The facility at Narita Airport, the nation’s biggest international gateway, will have dedicated customs and immigration counters, allowing travelers to avoid the queues. The center will cost 250,000 yen ($3,040) per plane, said Hiroaki Suda, a spokesman for state-owned Narita International Airport Corp. There will be 18 parking spaces.

“We want to prepare ourselves so business leaders from overseas can come to Japan, adding to the country’s growth,” said Kunihiko Muroi, a parliamentary secretary at the transport ministry. “We also want Japan’s young small and medium-sized business owners to be flying around the world.”

Japan has also expanded Tokyo’s two airports to boost international flights, begun building new roads to ease congestion and drawn up plans to merge stock exchanges to help the city compete with SingaporeHong Kong and Shanghai. The terminal may also boost the use of business jets in Japan, where the fleet totaled 55 at the end of 2010, compared with 12,074 in the U.S., according to the Japan Business Aviation Association.

“We have high hopes for the new terminal,” said Junichi Nagano, president of Tokyo-based business-jet operator Japan Jet Charter Co. “It’s a big breakthrough for Japan’s gateway.”

The company will add an additional plane by the end of the year, as demand for business jetsfrom overseas, such as China, grows, he said. That would raise the operator’s fleet to four.

Terminal Two

The new center is located about 100 meters from the plane- landing spots at Narita’s terminal two. It’s opening alongside wider expansion work at the airport that has boosted the total annual capacity to 250,000 takeoffs and landings a year from 235,000. That will rise to 270,000 by the end of March 2013, Kosaburo Morinaka, Narita Airport’s president, said yesterday.

“Access to airports and landing slots in Tokyo has always been a problem,” said Ernie Edwards, president of planemaker Embraer SA (EMBR3)’s executive-jet division. By contrast, Hong Kong, Singapore, Shanghai and Beijing all already have dedicated business-jet centers.

The facility at Narita, about 70 kilometers (43 miles) from downtown Tokyo, will be only the fourth dedicated business-jet terminal in Japan, following two in the Nagoya area and one in the western city of Kobe, according to the Japan Business Aviation Association.

‘Big Step’

“This was a problem in Japan, where general aviation wasn’t a priority,” Francois Chazelle, Airbus SAS’s vice president for corporate jet, said at a Shanghai business-jet show this week. The new Narita facility “is a big step.”

Tokyo’s airports had 2,573 business jet take-offs and landings in 2011, according to figures from Japan’s transport ministry. That was little changed from a year earlier, even after the March 2011 tsunami and nuclear-power crisis.

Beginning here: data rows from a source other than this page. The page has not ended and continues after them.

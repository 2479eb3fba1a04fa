#![no_main]
use libfuzzer_sys::fuzz_target;
use squeezl::{huffman, lzw};
use std::io;

const CUT_OFF: usize = 1 << 20;

/// A sink that fails once it has seen `CUT_OFF` bytes.
///
/// A header may announce up to `u64::MAX` repetitions of a single symbol.
struct Limited(usize);

impl io::Write for Limited {
    fn write(&mut self, buf: &[u8]) -> io::Result<usize> {
        if self.0 + buf.len() > CUT_OFF {
            return Err(io::ErrorKind::WriteZero.into());
        }
        self.0 += buf.len();
        Ok(buf.len())
    }

    fn flush(&mut self) -> io::Result<()> {
        Ok(())
    }
}

fuzz_target!(|raw_data: &[u8]| {
    // Errors are fine, panics are not.
    let _ = huffman::Decoder::with_output_limit(CUT_OFF as u64)
        .into_stream(Limited(0))
        .decode_all(raw_data);

    for &nb in &[9, 12, 16] {
        if let Ok(config) = lzw::Configuration::new(nb, 256) {
            let _ = lzw::Decoder::new(config)
                .into_stream(Limited(0))
                .decode_all(raw_data);
        }
    }
});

There were about 5,000 business-jet movements at Tokyo, Nagoya and Osaka airports last year. A total of 2,387 flights nationwide involved flights to or from the U.S. South Korea was the second-most popular destination while China ranked third.

Planemakers expect business-jet use in China to surge, as rising wealth spurs purchases. Cessna Aircraft Co. and Embraer both have plans to build aircraft in the country because of anticipated local demand. The country’s fleet may increase to 2,470 planes by 2030 from 150 in 2010, according to Montreal- based Bombardier Inc. (BBD/B)

Reaching Downtown

While the new Narita facility will ease arrival for business-jet travelers, it will still take at least 30 minutes to reach downtown even with a helicopter. For that reason, operators are also pushing for a dedicated terminal at Haneda airport, which is located near the heart of the city.

“We should have business-jet facilities at Haneda, not just Narita,” said Kazunobu Sato, vice chairman of the Japan Business Aviation Association. “We’ll keep pushing for more take-off and landing slots.”

Tokyo has fallen behind other Asian cities as a center for regional investment. Singapore and Hong Kong are both more competitive cities, according to an Economist Intelligence Unit report. The Japanese capital was also placed seventh among 15 cities in terms of attractiveness for an Asian headquarters in a survey last year by the European Chamber of Commerce in China. Shanghai, Hong Kong and Singapore took the top three spots.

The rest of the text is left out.